WHAT IS EXPECTED: Below is a block of records. Copy every line in it that contains the word "classifier".

==== INPUT MATERIAL ====

// Paragraph Normalizer
// Lower-casing, punctuation/digit stripping, stopword removal and lemmatization

use regex::Regex;
use std::sync::OnceLock;
use unicode_segmentation::UnicodeSegmentation;

use super::lexicon::{is_stopword, Lemmatizer};

fn digit_word_re() -> &'static Regex {
    static RE: OnceLock<Regex> = OnceLock::new();
    RE.get_or_init(|| Regex::new(r"\w*\d\w*").expect("digit word regex"))
}

/// Turns a paragraph into the token sequence fed to the embedding aggregator.
#[derive(Debug, Clone, Copy)]
pub struct Normalizer {
    lemmatizer: &'static Lemmatizer,
}

impl Normalizer {
    pub fn new() -> Self {
        Self {
            lemmatizer: Lemmatizer::shared(),
        }
    }

    /// Normalize a paragraph into tokens. May return an empty sequence.
    pub fn normalize(&self, paragraph: &str) -> Vec<String> {
        let lowered = paragraph.to_lowercase();
        let stripped: String = lowered.chars().filter(|c| !c.is_ascii_punctuation()).collect();
        let without_digits = digit_word_re().replace_all(&stripped, "");

        without_digits
            .unicode_words()
            .filter(|w| !is_stopword(w))
            .map(|w| self.lemmatizer.lemmatize(w))
            .collect()
    }
}

impl Default for Normalizer {
    fn default() -> Self {
        Self::new()
    }
}

/// Shorthand for `Normalizer::new().normalize(paragraph)`
pub fn normalize(paragraph: &str) -> Vec<String> {
    Normalizer::new().normalize(paragraph)
}

#[cfg(test)]
mod tests {
    use super::*;

    #[test]
    fn test_basic_normalization() {
        let tokens = normalize("We collect your Personal Data, and share it with Partners!");
        assert_eq!(tokens, vec!["collect", "personal", "data", "share", "partner"]);
    }

    #[test]
    fn test_digit_tokens_are_fully_dropped() {
        let tokens = normalize("Effective policy2024 from 2024 onwards, version 3b.");
        assert_eq!(tokens, vec!["effective", "onwards", "version"]);
    }

    #[test]
    fn test_punctuation_removed_before_tokenizing() {
        // apostrophes and hyphens are removed, joining the pieces
        let tokens = normalize("Opt-out isn't available.");
        assert_eq!(tokens, vec!["optout", "isnt", "available"]);
    }

    #[test]
    fn test_only_stopwords_yields_empty() {
        assert!(normalize("It is what it is, and they were there.").is_empty());
        assert!(normalize("!!! 123 ...").is_empty());
        assert!(normalize("").is_empty());
    }

    #[test]
    fn test_normalization_is_idempotent() {
        let text = "Third parties, including others, may receive cookies and addresses \
                    of our users' devices; analyses of 3rd-party services follow.";
        let once = normalize(text);
        let twice = normalize(&once.join(" "));
        assert_eq!(once, twice);
    }
}
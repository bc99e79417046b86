// Detection Module
// Paragraph classification core organized into specialized submodules:
// - embeddings: embedding table, artifact loaders and the averaging aggregator
// - classifier: pretrained binary classifier adapter
// - highlight: whitespace-tolerant re-insertion of problem paragraphs
// - pipeline: segment -> normalize -> embed -> classify -> highlight

pub mod embeddings;
pub mod classifier;
pub mod highlight;
pub mod pipeline;

use thiserror::Error;

/// Failures while loading the pretrained artifacts.
#[derive(Error, Debug)]
pub enum ModelError {
    #[error("I/O error: {0}")]
    Io(#[from] std::io::Error),
    #[error("JSON parse error: {0}")]
    Json(#[from] serde_json::Error),
    #[error("invalid embedding header: {0}")]
    InvalidHeader(String),
    #[error("invalid embedding entry {index}: {message}")]
    InvalidEntry { index: usize, message: String },
    #[error("dimension mismatch: expected {expected}, found {found}")]
    DimensionMismatch { expected: usize, found: usize },
    #[error("classifier artifact must declare exactly two classes, found {0}")]
    InvalidClasses(usize),
}

pub use embeddings::{
    EmbeddingAggregator,
    EmbeddingFormat,
    EmbeddingTable,
    FeatureStats,
    OovPolicy,
    WordVectors,
};
pub use classifier::{Classifier, LinearClassifier};
pub use highlight::{highlight, Highlighter, DEFAULT_HIGHLIGHT_COLOR};
pub use pipeline::Validator;
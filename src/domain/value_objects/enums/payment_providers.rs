use std::fmt::Display;

use serde::{Deserialize, Serialize};

/// Closed set of payment providers. Selection happens once, when the record
/// is created; it is never re-derived from strings afterwards.
#[derive(Debug, Clone, Copy, Serialize, Deserialize, PartialEq, Eq)]
pub enum PaymentProvider {
    /// Redirect flow: the payer approves on the provider's page, then the
    /// order is captured server-side.
    Paypal,
    /// Direct-charge flow: a payment intent is created and confirmed with a
    /// client secret, no redirect.
    Stripe,
}

impl PaymentProvider {
    pub fn as_str(&self) -> &'static str {
        match self {
            PaymentProvider::Paypal => "paypal",
            PaymentProvider::Stripe => "stripe",
        }
    }
}

impl Display for PaymentProvider {
    fn fmt(&self, f: &mut std::fmt::Formatter<'_>) -> std::fmt::Result {
        f.write_str(self.as_str())
    }
}
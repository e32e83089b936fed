use std::time::Duration;

use anyhow::{Result, anyhow};
use async_trait::async_trait;
use reqwest::header::{AUTHORIZATION, CONTENT_TYPE};
use rust_decimal::Decimal;
use rust_decimal::prelude::ToPrimitive;
use serde::Deserialize;
use tracing::error;

use crate::{
    application::usecases::payments::{GatewayError, StripeGateway},
    config::config_model::Stripe,
    domain::value_objects::payments::StripeIntent,
};

const STRIPE_API_BASE: &str = "https://api.stripe.com";

/// Minimal Stripe PaymentIntents client built on reqwest.
pub struct StripeClient {
    http: reqwest::Client,
    secret_key: String,
}

#[derive(Debug, Deserialize)]
struct IntentResponse {
    id: String,
    client_secret: String,
}

impl StripeClient {
    pub fn new(config: Stripe, timeout: Duration) -> Result<Self> {
        let http = reqwest::Client::builder().timeout(timeout).build()?;
        Ok(Self {
            http,
            secret_key: config.secret_key,
        })
    }
}

/// Stripe amounts are integers in the currency's minor unit. Sub-cent
/// remainders are truncated, matching the original integration.
fn to_minor_units(amount: Decimal) -> Result<i64> {
    (amount * Decimal::from(100))
        .trunc()
        .to_i64()
        .ok_or_else(|| anyhow!("amount {amount} does not fit in minor units"))
}

#[async_trait]
impl StripeGateway for StripeClient {
    async fn create_payment_intent(
        &self,
        amount: Decimal,
        currency: &str,
        description: &str,
    ) -> Result<StripeIntent, GatewayError> {
        let amount_minor = to_minor_units(amount).map_err(GatewayError::Transport)?;

        // https://stripe.com/docs/api/payment_intents/create
        let body = [
            ("amount", amount_minor.to_string()),
            ("currency", currency.to_lowercase()),
            ("payment_method_types[]", "card".to_string()),
            ("description", description.to_string()),
        ];

        let resp = self
            .http
            .post(format!("{STRIPE_API_BASE}/v1/payment_intents"))
            .header(AUTHORIZATION, format!("Bearer {}", self.secret_key))
            .header(CONTENT_TYPE, "application/x-www-form-urlencoded")
            .form(&body)
            .send()
            .await
            .map_err(|err| {
                GatewayError::Transport(
                    anyhow::Error::new(err).context("stripe create intent request failed"),
                )
            })?;

        if !resp.status().is_success() {
            let status = resp.status().as_u16();
            let body = match resp.text().await {
                Ok(text) if !text.is_empty() => serde_json::from_str(&text)
                    .unwrap_or_else(|_| serde_json::Value::String(text)),
                Ok(_) => serde_json::Value::Null,
                Err(err) => {
                    serde_json::Value::String(format!("<failed to read response body: {err}>"))
                }
            };

            error!(
                status,
                response_body = %body,
                "stripe api request failed"
            );

            return Err(GatewayError::Provider { status, body });
        }

        let parsed: IntentResponse = resp.json().await.map_err(|err| {
            GatewayError::Transport(
                anyhow::Error::new(err).context("stripe intent response was unreadable"),
            )
        })?;

        Ok(StripeIntent {
            intent_id: parsed.id,
            client_secret: parsed.client_secret,
        })
    }
}
pub mod usecases;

====

REPLY TO THE TASK:
// - classifier: pretrained binary classifier adapter
pub mod classifier;
    #[error("classifier artifact must declare exactly two classes, found {0}")]
pub use classifier::{Classifier, LinearClassifier};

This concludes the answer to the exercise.